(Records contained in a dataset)
§ §

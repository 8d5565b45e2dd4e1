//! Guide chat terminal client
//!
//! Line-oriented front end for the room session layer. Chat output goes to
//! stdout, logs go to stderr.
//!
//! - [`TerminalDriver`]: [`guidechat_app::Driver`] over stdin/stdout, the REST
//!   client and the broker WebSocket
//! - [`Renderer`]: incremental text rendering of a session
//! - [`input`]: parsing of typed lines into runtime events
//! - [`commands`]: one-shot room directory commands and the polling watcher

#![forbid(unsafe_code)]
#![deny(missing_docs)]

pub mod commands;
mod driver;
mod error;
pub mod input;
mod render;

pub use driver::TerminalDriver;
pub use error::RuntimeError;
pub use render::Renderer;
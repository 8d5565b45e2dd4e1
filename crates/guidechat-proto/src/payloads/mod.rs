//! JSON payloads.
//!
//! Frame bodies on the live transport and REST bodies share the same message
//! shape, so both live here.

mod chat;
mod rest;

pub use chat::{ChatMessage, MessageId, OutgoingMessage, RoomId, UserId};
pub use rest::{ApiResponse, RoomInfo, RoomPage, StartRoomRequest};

§ §

**WHAT THIS TASK INVOLVES:** Exact copies of all the entries above should be returned.

**EXERCISE ANSWER:**
repository 8d5565b45e2dd4e1
//! Guide chat terminal client
//!
//! Line-oriented front end for the room session layer. Chat output goes to
//! stdout, logs go to stderr.
//!
//! - [`TerminalDriver`]: [`guidechat_app::Driver`] over stdin/stdout, the REST
//!   client and the broker WebSocket
//! - [`Renderer`]: incremental text rendering of a session
//! - [`input`]: parsing of typed lines into runtime events
//! - [`commands`]: one-shot room directory commands and the polling watcher

#![forbid(unsafe_code)]
#![deny(missing_docs)]

pub mod commands;
mod driver;
mod error;
pub mod input;
mod render;

pub use driver::TerminalDriver;
pub use error::RuntimeError;
pub use render::Renderer;
repository 8d5565b45e2dd4e1
filename crates/guidechat-proto/src/payloads/mod.rs
//! JSON payloads.
//!
//! Frame bodies on the live transport and REST bodies share the same message
//! shape, so both live here.

mod chat;
mod rest;

pub use chat::{ChatMessage, MessageId, OutgoingMessage, RoomId, UserId};
pub use rest::{ApiResponse, RoomInfo, RoomPage, StartRoomRequest};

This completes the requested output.